[Stored data]

# # #

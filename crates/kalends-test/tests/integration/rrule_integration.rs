use kalends_rfc::rfc::ical::CountPolicy;
use kalends_rfc::rfc::ical::core::RRule;
use kalends_test::event_calendar;

include!(concat!(env!("CARGO_MANIFEST_DIR"), "/tests/rrule_cases_data/mod.rs"));

/// ## Summary
/// Integration-level validation for recurrence behavior using shared cases.
#[test_log::test]
fn rrule_cases_integration() {
    for case in rrule_cases() {
        assert_case(&case);
    }
}

#[test_log::test]
fn count_policies_on_the_same_event() {
    let calendar = event_calendar(
        "policy",
        "DTSTART:20151109T100000\nRRULE:FREQ=DAILY;INTERVAL=3;COUNT=6\nEXDATE:20151112T100000\nEXDATE:20151115T100000",
    )
    .unwrap();
    let (_, event) = calendar.components().next().unwrap();
    let set = event.recurrence_set().unwrap();

    assert_eq!(set.policy(), CountPolicy::IncludeExceptions);
    assert_eq!(set.collect_limited(100).len(), 4);

    let excluded = set.with_policy(CountPolicy::ExcludeExceptions);
    let days: Vec<u32> = excluded
        .collect_limited(100)
        .iter()
        .map(|t| chrono::Datelike::day(&t.date()))
        .collect();
    assert_eq!(days, vec![9, 18, 21, 24, 27, 30]);
}

#[test_log::test]
fn unbounded_stream_is_lazy_and_outlives_the_calendar() {
    let mut stream = {
        let calendar =
            event_calendar("forever", "DTSTART:20160101T080000\nRRULE:FREQ=MINUTELY").unwrap();
        let (id, _) = calendar.components().next().unwrap();
        calendar.stream_recurrences(id, None).unwrap()
    };
    let first: Vec<Temporal> = stream.by_ref().take(3).collect();
    assert_eq!(first.len(), 3);
    let next = stream.next().unwrap();
    assert_eq!(next.wall_clock().format("%H:%M").to_string(), "08:03");
}

#[test_log::test]
fn streams_restart_from_the_same_start() {
    let calendar = event_calendar(
        "restart",
        "DTSTART;VALUE=DATE:20160229\nRRULE:FREQ=YEARLY;BYMONTH=2;BYMONTHDAY=-1",
    )
    .unwrap();
    let (id, event) = calendar.components().next().unwrap();
    let a: Vec<_> = event.stream_recurrences().unwrap().take(4).collect();
    let b: Vec<_> = calendar.stream_recurrences(id, None).unwrap().take(4).collect();
    assert_eq!(a, b);
    let days: Vec<u32> = a.iter().map(|t| chrono::Datelike::day(&t.date())).collect();
    assert_eq!(days, vec![29, 28, 28, 28]);
}

#[test_log::test]
fn rule_text_round_trips() {
    let text = "FREQ=YEARLY;INTERVAL=2;BYMONTH=1;BYDAY=SU";
    let rule: RRule = text.parse().unwrap();
    assert_eq!(rule.to_string(), text);
    assert_eq!(rule.to_string().parse::<RRule>().unwrap(), rule);

    let calendar = event_calendar("rule", &format!("DTSTART:20160103T100000\nRRULE:{text}")).unwrap();
    let (_, event) = calendar.components().next().unwrap();
    assert_eq!(event.rrule(), Some(&rule));
    assert!(calendar.to_text().contains(&format!("RRULE:{text}\r\n")));
}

# # #

AIM OF THE EXERCISE
Find "components" in the data above. Report each line where it appears.

REPLY TO THE TASK
    let (_, event) = calendar.components().next().unwrap();
        let (id, _) = calendar.components().next().unwrap();
    let (id, event) = calendar.components().next().unwrap();
    let (_, event) = calendar.components().next().unwrap();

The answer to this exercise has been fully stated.